There was a volunteering program called Kids Who Care in The Greater Boston Food Bank. The Greater Boston Food Bank helps hungry people by providing food. The purpose of this visit was to volunteer and experience how people work. There were five groups of people who volunteered for this job. Our main teacher’s name was Ms. Cooper. She briefly went over what we were going to be doing in the Food Bank. She told us about the food pantry, soup kitchen, different groups of people who were hungry for example children, senior, and the homeless.
First, Ms. Cooper talked about food pantries and soup distribution. There are about 500 food pantries in Massachusetts and 100 soup distributions. That was the ratio of food pantries to soup kitchens. This number showed that food pantries are more popular to people who are volunteering to help the hungry. The reason why food pantries were more popular is because it doesn’t take much effort. Soup distributions were a place where people hand out homemade soups. The Food Pantry is a place where hungry people just pick up food from the building.

Second, our instructor guided us to the room for volunteers. When we were walking there, she told us that about 33 percent of hungry people were children. About 20 percent were senior citizens. The reason why senior citizens are considered hungry at such a high rate is because of homelessness and retirement. The purpose of retiring is to spend the rest of their lives enjoying and doing what they wanted to do. However, with the current economy, it is difficult to live out of pension. The last thing Amy told the volunteers were that the hungry can fit in a space up to three times the size of a Fenway Park
In addition, our job was to separate food products into sixteen different categories. The categories were meal, soup, protein/beans, canned vegetables, etc. There were about thirty packages of food products. They were donated from the Shaws, supermarket. There were ten boxes in each box there were thirty packages. The volunteers worked hard and I felt that I should donate to this Food Bank when I grow up. Because I could understand how difficult it would be to be hunger I did not know how difficult it would be to separate. I realized what hard work was. We calculated that we fed about 23,000 people in two hours. That was an amazing experience in my life.
Lastly, our manager of The Greater Boston Food Bank showed us what their plans were to feed more hungry people. The plan was that they were building another Food Bank at the end of the street. She told the volunteers that it would be open in about ten to twelve months. We each got a pamphlet and a brief introduction of how The Greater Boston Food Bank was doing. They were helping about 190 communities and they fed about four million people a year in MA. Furthermore, with the other building that they were working on, they could feed twice as more people.
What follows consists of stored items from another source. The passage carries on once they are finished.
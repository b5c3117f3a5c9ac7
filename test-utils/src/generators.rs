//! Shared proptest generators.

use proptest::prelude::*;
use std::time::Duration;

use crate::fixtures::status_json;

/// Generate API client ids in the `user.<uuid-ish>` shape.
pub fn client_id_strategy() -> impl Strategy<Value = String> {
    "user\\.[a-z0-9]{8}-[a-z0-9]{4}".prop_map(String::from)
}

/// Generate client secrets distinct from any field name.
pub fn client_secret_strategy() -> impl Strategy<Value = String> {
    "[A-Za-z0-9]{24,40}".prop_map(|s| format!("sk-{s}"))
}

/// Generate master passwords, including punctuation and spaces.
pub fn password_strategy() -> impl Strategy<Value = String> {
    "[A-Za-z0-9!@#$%^&* ]{1,64}"
}

/// Generate https server URLs.
pub fn server_url_strategy() -> impl Strategy<Value = String> {
    ("[a-z][a-z0-9-]{2,15}", prop_oneof![Just("com"), Just("io"), Just("net")])
        .prop_map(|(host, tld)| format!("https://{host}.example.{tld}"))
}

/// Generate session tokens. Some embed words that look like error markers.
pub fn session_token_strategy() -> impl Strategy<Value = String> {
    prop_oneof![
        "[A-Za-z0-9+/]{40,88}={0,2}",
        (
            "[A-Za-z0-9]{8,20}",
            prop_oneof![Just("error"), Just("Invalid"), Just("failed"), Just("unauthorized")],
            "[A-Za-z0-9]{8,20}",
        )
            .prop_map(|(a, marker, b)| format!("{a}{marker}{b}")),
    ]
}

/// Generate `status` lock values as the client spells them.
pub fn raw_lock_status_strategy() -> impl Strategy<Value = &'static str> {
    prop_oneof![Just("unauthenticated"), Just("locked"), Just("unlocked")]
}

/// Generate complete `status` documents with their lock value.
pub fn status_json_strategy() -> impl Strategy<Value = (&'static str, String)> {
    (raw_lock_status_strategy(), proptest::option::of(server_url_strategy()))
        .prop_map(|(status, url)| (status, status_json(status, url.as_deref())))
}

/// Generate session TTLs (1 minute to 24 hours).
pub fn ttl_strategy() -> impl Strategy<Value = Duration> {
    (60u64..86_400).prop_map(Duration::from_secs)
}

/// Generate small retry counts.
pub fn retry_count_strategy() -> impl Strategy<Value = u32> {
    0u32..6
}
//! Vault client adapter.
//!
//! [`VaultCli`] is the only seam through which the session talks to the
//! external vault client. [`ProcessVaultCli`] drives the real binary;
//! [`MockVaultCli`] is a scripted in-memory stand-in for tests.

mod mock;
mod output;
mod process;

use async_trait::async_trait;
use chrono::{DateTime, Utc};
use secrecy::SecretString;

use crate::binder::CliEnvironment;
use crate::error::VaultResult;
use crate::session::{LockState, SessionToken};

pub use mock::{CliCall, MockVaultCli};
pub use output::{CommandOutput, looks_like_error, parse_status};
pub use process::ProcessVaultCli;

/// Parsed result of a `status` call.
#[derive(Debug, Clone, PartialEq, Eq)]
pub struct VaultStatus {
    /// Lock state reported by the client
    pub state: LockState,
    /// Server the client is configured for
    pub server_url: Option<String>,
    /// Authenticated account, if any
    pub user_email: Option<String>,
    /// Last completed sync
    pub last_sync: Option<DateTime<Utc>>,
    /// Raw structured output
    pub raw: String,
}

/// How to unlock the vault.
#[derive(Debug, Clone, Copy)]
pub enum UnlockWith<'a> {
    /// Master password
    Password(&'a SecretString),
    /// Existing session token, validated rather than re-derived
    Session(&'a SessionToken),
}

impl UnlockWith<'_> {
    /// Short name for logs.
    #[must_use]
    pub const fn kind(&self) -> &'static str {
        match self {
            Self::Password(_) => "password",
            Self::Session(_) => "session",
        }
    }
}

/// Typed operations of the external vault client.
///
/// Every implementation must report a failed or malformed invocation as an
/// error; none may silently succeed.
#[async_trait]
pub trait VaultCli: Send + Sync {
    /// Report authentication and lock state.
    async fn status(
        &self,
        env: &CliEnvironment,
        session: Option<&SessionToken>,
    ) -> VaultResult<VaultStatus>;

    /// Point the client at `url`.
    async fn configure_server(&self, env: &CliEnvironment, url: &str) -> VaultResult<()>;

    /// Log in with the API key held in `env`.
    async fn login_api_key(&self, env: &CliEnvironment) -> VaultResult<()>;

    /// Unlock and return a session token.
    async fn unlock(&self, env: &CliEnvironment, with: UnlockWith<'_>) -> VaultResult<SessionToken>;

    /// Synchronize with the server.
    async fn sync(
        &self,
        env: &CliEnvironment,
        session: &SessionToken,
        force: bool,
    ) -> VaultResult<()>;

    /// Lock the vault, keeping the login.
    async fn lock(&self, env: &CliEnvironment) -> VaultResult<()>;

    /// Log out.
    async fn logout(&self, env: &CliEnvironment) -> VaultResult<()>;
}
In conclusion, I learned a lot from this volunteering work. I worked hard and decided that I should donate some food to these places if I could in the future. It was an exciting and also tiring job to separate foods into sixteen different categories. However, in the end I felt really fresh and happy to think that I had done some activities that helped a lot of people. Also, I thanked my parent about my life and about how I am living right now.